The Court has granted certiorari [agreed to carry out a review and pass judgement] in six patent cases this term, including Octane Fitness v Icon Health (fee-shifting) and Alice Corp. v CLS Bank (abstract software patents). Taken together, its decisions in these cases could help slow the flood of low-quality software patents that has fuelled the rise of patent trolls. We'll work hard to convince the Court to reach this result.

The cases cited - ABC v Aereo, Limelight v Akamai, Nautilus v Biosig - are going to be good ones too.

Yes, yes, it's Apple's promo page for its new advert. But the thing to look at here is the applications that it's showing for its tablet: filmmaking, mountaineering, diving, choreography, ice hockey training. In each of them, it's the mobility that's the key - and that's the real change we're seeing in how people do computing. Ten years ago, all these applications would have required desk-bound systems, or hugely expensive kit. Now? A tablet.

There really are a lot of 3D printers out there. How long before there's a wave of consolidation? Three, four years?

John Nelson:

Here, data from and the USGS and UC Berkeley have been sliced out into veneers based on magnitude, then glued onto and image that began its life at NASA's Visual Earth and wrung into the Times projection (centered at the interesting bits).  The result looks an awful lot like a fleet of Nickelodeon tankers spilled the world's supply of floam.

In case you wanted to know how tectonic boundaries show themselves. The blog overall is a fascinating source of map data.

With the BlackBerry 10.2.1 release a new security feature called Picture Password was added. It works by lining up a chosen number with a specific (also chosen) point on a picture. This is a vague description because it isn't as easy to explain in words as it is to show.
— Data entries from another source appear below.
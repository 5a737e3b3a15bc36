//! Delimited-text reading and writing for count matrices, metadata and results

use std::collections::BTreeMap;
use std::fs;
use std::path::Path;

use ndarray::Array2;

use crate::data::{is_whole_count, CountMatrix, SampleMetadata};
use crate::distance::DistanceMatrix;
use crate::error::{CountQcError, Result};
use crate::mds::EmbeddingResult;
use crate::normalization::NormalizedMatrix;

/// Options for [`read_count_matrix`]
#[derive(Debug, Clone, Default)]
pub struct CountTableOptions {
    /// Header names of auxiliary columns to drop, e.g. `Length` in
    /// featureCounts output
    pub drop_columns: Vec<String>,
}

/// Tab if the header line contains one, comma otherwise
fn detect_delimiter(content: &str) -> u8 {
    let header = content
        .lines()
        .find(|line| !line.starts_with('#') && !line.trim().is_empty())
        .unwrap_or("");
    if header.contains('\t') {
        b'\t'
    } else {
        b','
    }
}

fn reader_for(content: &str) -> csv::Reader<&[u8]> {
    csv::ReaderBuilder::new()
        .delimiter(detect_delimiter(content))
        .comment(Some(b'#'))
        .trim(csv::Trim::All)
        .from_reader(content.as_bytes())
}

fn tsv_writer<P: AsRef<Path>>(path: P) -> Result<csv::Writer<fs::File>> {
    Ok(csv::WriterBuilder::new().delimiter(b'\t').from_path(path)?)
}

/// Read a gene x sample count table.
///
/// The first column holds gene IDs and the header row supplies sample IDs.
/// Lines starting with `#` are skipped; columns named in
/// `options.drop_columns` are removed before the counts are parsed.
pub fn read_count_matrix<P: AsRef<Path>>(
    path: P,
    options: &CountTableOptions,
) -> Result<CountMatrix> {
    let content = fs::read_to_string(path)?;
    let mut reader = reader_for(&content);

    let header = reader.headers()?.clone();
    if header.len() < 2 {
        return Err(CountQcError::InvalidInput {
            reason: "count table needs a gene ID column and at least one sample column".to_string(),
        });
    }

    for name in &options.drop_columns {
        if !header.iter().skip(1).any(|h| h == name) {
            return Err(CountQcError::InvalidInput {
                reason: format!("column '{}' to drop is not in the count table header", name),
            });
        }
    }

    let sample_columns: Vec<usize> = (1..header.len())
        .filter(|&i| !options.drop_columns.iter().any(|d| d == &header[i]))
        .collect();
    if sample_columns.is_empty() {
        return Err(CountQcError::InvalidInput {
            reason: "no sample columns left after dropping auxiliary columns".to_string(),
        });
    }
    let sample_ids: Vec<String> = sample_columns.iter().map(|&i| header[i].to_string()).collect();

    let mut gene_ids = Vec::new();
    let mut values = Vec::new();
    for record in reader.records() {
        let record = record?;
        let gene_id = record[0].to_string();
        for (&col, sample_id) in sample_columns.iter().zip(&sample_ids) {
            let value = parse_count(&record[col]).map_err(|value| CountQcError::InvalidCount {
                gene_id: gene_id.clone(),
                sample_id: sample_id.clone(),
                value,
            })?;
            values.push(value);
        }
        gene_ids.push(gene_id);
    }

    if gene_ids.is_empty() {
        return Err(CountQcError::InvalidInput {
            reason: "no genes found in count table".to_string(),
        });
    }

    log::debug!(
        "Read {} genes x {} samples (dropped columns: {:?})",
        gene_ids.len(),
        sample_ids.len(),
        options.drop_columns
    );

    let counts = Array2::from_shape_vec((gene_ids.len(), sample_ids.len()), values)
        .map_err(|e| CountQcError::InvalidInput {
            reason: format!("count table is not rectangular: {}", e),
        })?;
    CountMatrix::new(counts, gene_ids, sample_ids)
}

/// Parse one count field.
///
/// Integers are read exactly as `u64`; whole-number floats such as `10.0`
/// (written by some quantifiers) are accepted too. On failure the offending
/// value is returned, NaN if it was not a number at all.
fn parse_count(field: &str) -> std::result::Result<u64, f64> {
    if let Ok(count) = field.parse::<u64>() {
        return Ok(count);
    }
    let value = field.parse::<f64>().map_err(|_| f64::NAN)?;
    if is_whole_count(value) {
        Ok(value as u64)
    } else {
        Err(value)
    }
}

/// Read sample metadata.
///
/// First column is the sample ID; every further column becomes a
/// categorical attribute named after its header.
pub fn read_metadata<P: AsRef<Path>>(path: P) -> Result<SampleMetadata> {
    let content = fs::read_to_string(path)?;
    let mut reader = reader_for(&content);

    let header = reader.headers()?.clone();
    if header.is_empty() {
        return Err(CountQcError::InvalidInput {
            reason: "empty metadata header".to_string(),
        });
    }
    let names: Vec<String> = header.iter().skip(1).map(|s| s.to_string()).collect();
    if let Some(pos) = (1..names.len()).find(|&i| names[..i].contains(&names[i])) {
        return Err(CountQcError::InvalidInput {
            reason: format!("duplicate attribute column '{}' in metadata header", names[pos]),
        });
    }

    let mut sample_ids = Vec::new();
    let mut columns: BTreeMap<&str, Vec<String>> =
        names.iter().map(|n| (n.as_str(), Vec::new())).collect();
    for record in reader.records() {
        let record = record?;
        sample_ids.push(record[0].to_string());
        for (i, name) in names.iter().enumerate() {
            if let Some(values) = columns.get_mut(name.as_str()) {
                values.push(record[i + 1].to_string());
            }
        }
    }

    if sample_ids.is_empty() {
        return Err(CountQcError::InvalidInput {
            reason: "no samples found in metadata".to_string(),
        });
    }

    let mut metadata = SampleMetadata::new(sample_ids);
    for (name, values) in columns {
        metadata.add_condition(name, values)?;
    }
    Ok(metadata)
}

/// Read a square distance matrix: header of sample IDs, one row per sample
/// starting with its ID
pub fn read_distance_matrix<P: AsRef<Path>>(path: P) -> Result<DistanceMatrix> {
    let content = fs::read_to_string(path)?;
    let mut reader = reader_for(&content);

    let header = reader.headers()?.clone();
    let sample_ids: Vec<String> = header.iter().skip(1).map(|s| s.to_string()).collect();
    let n = sample_ids.len();

    let mut row_ids = Vec::with_capacity(n);
    let mut values = Vec::with_capacity(n * n);
    for record in reader.records() {
        let record = record?;
        row_ids.push(record[0].to_string());
        for field in record.iter().skip(1) {
            values.push(field.parse::<f64>().map_err(|_| CountQcError::InvalidInput {
                reason: format!("invalid distance value '{}'", field),
            })?);
        }
    }

    if row_ids != sample_ids {
        return Err(CountQcError::schema(
            "distance matrix row IDs do not match its column IDs",
        ));
    }

    let values = Array2::from_shape_vec((n, n), values).map_err(|e| CountQcError::InvalidInput {
        reason: format!("distance matrix is not square: {}", e),
    })?;
    DistanceMatrix::from_values(sample_ids, values)
}

/// Write normalized values, one row per gene
pub fn write_normalized<P: AsRef<Path>>(path: P, matrix: &NormalizedMatrix) -> Result<()> {
    let mut writer = tsv_writer(path)?;

    let mut header = vec!["gene_id".to_string()];
    header.extend(matrix.sample_ids().iter().cloned());
    writer.write_record(&header)?;

    for (i, gene_id) in matrix.gene_ids().iter().enumerate() {
        let mut row = vec![gene_id.clone()];
        row.extend(matrix.gene_values(i).iter().map(|v| format!("{:.6}", v)));
        writer.write_record(&row)?;
    }
    writer.flush()?;
    Ok(())
}

/// Write a distance matrix with sample IDs as row and column labels
pub fn write_distances<P: AsRef<Path>>(path: P, distances: &DistanceMatrix) -> Result<()> {
    let mut writer = tsv_writer(path)?;

    let mut header = vec!["sample_id".to_string()];
    header.extend(distances.sample_ids().iter().cloned());
    writer.write_record(&header)?;

    for (i, sample_id) in distances.sample_ids().iter().enumerate() {
        let mut row = vec![sample_id.clone()];
        row.extend(distances.values().row(i).iter().map(|v| format!("{:.10}", v)));
        writer.write_record(&row)?;
    }
    writer.flush()?;
    Ok(())
}

/// Write embedding coordinates, with the metadata attributes of each
/// sample alongside for downstream coloring
pub fn write_embedding<P: AsRef<Path>>(
    path: P,
    embedding: &EmbeddingResult,
    metadata: Option<&SampleMetadata>,
) -> Result<()> {
    let mut writer = tsv_writer(path)?;
    let attributes: Vec<&str> = metadata.map(|m| m.condition_names()).unwrap_or_default();

    let mut header = vec!["sample_id".to_string()];
    header.extend(attributes.iter().map(|a| a.to_string()));
    header.extend((1..=embedding.dimensions()).map(|k| format!("dim{}", k)));
    writer.write_record(&header)?;

    for (i, sample_id) in embedding.sample_ids().iter().enumerate() {
        let mut row = vec![sample_id.clone()];
        if let Some(meta) = metadata {
            for name in &attributes {
                row.push(meta.get_value(name, i)?);
            }
        }
        row.extend(embedding.sample(i).iter().map(|v| format!("{:.10}", v)));
        writer.write_record(&row)?;
    }
    writer.flush()?;
    Ok(())
}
Very nifty - you drag a grid of numbers so that your pre-chosen number is on a pre-chosen point on the screen. So you don't make the same smeary pattern on the screen - or leave your fingerprint on the unlock key.

Hal Berenson:

The Dell Venue 8 Pro (DV8P) was one of the most in-demand tablets of this holiday season, but Dell has struggled with the availability and quality of its accessories.  The active stylus that was announced with the tablet became available, received poor reviews, and has now disappeared from the Dell website.  Hopefully this is a temporary measure while they address the stylus' quality issues, because I know a lot of DV8P purchasers were looking forward to this accessory.

When the DV8P was launched there was also the promise of a keyboard accessory.  The limited description suggested that the keyboard would fold over on to the display and act as a cover.  After months of waiting the Dell Tablet Wireless Keyboard finally started shipping in the last week or so.  Mine arrived yesterday.  It arrives as a case (that is different from the Dell Folio) and a Bluetooth keyboard.  The case includes a cover flap that folds behind the tablet and under the holder for the (unavailable) active stylus.  The keyboard can hold on to the outer case cover using magnets, but those magnets are so weak you might be tempted to think Dell actually left the feature out.

Note too that accessories tend to offer far better profit margins than the devices themselves. So missing on those is a double miss.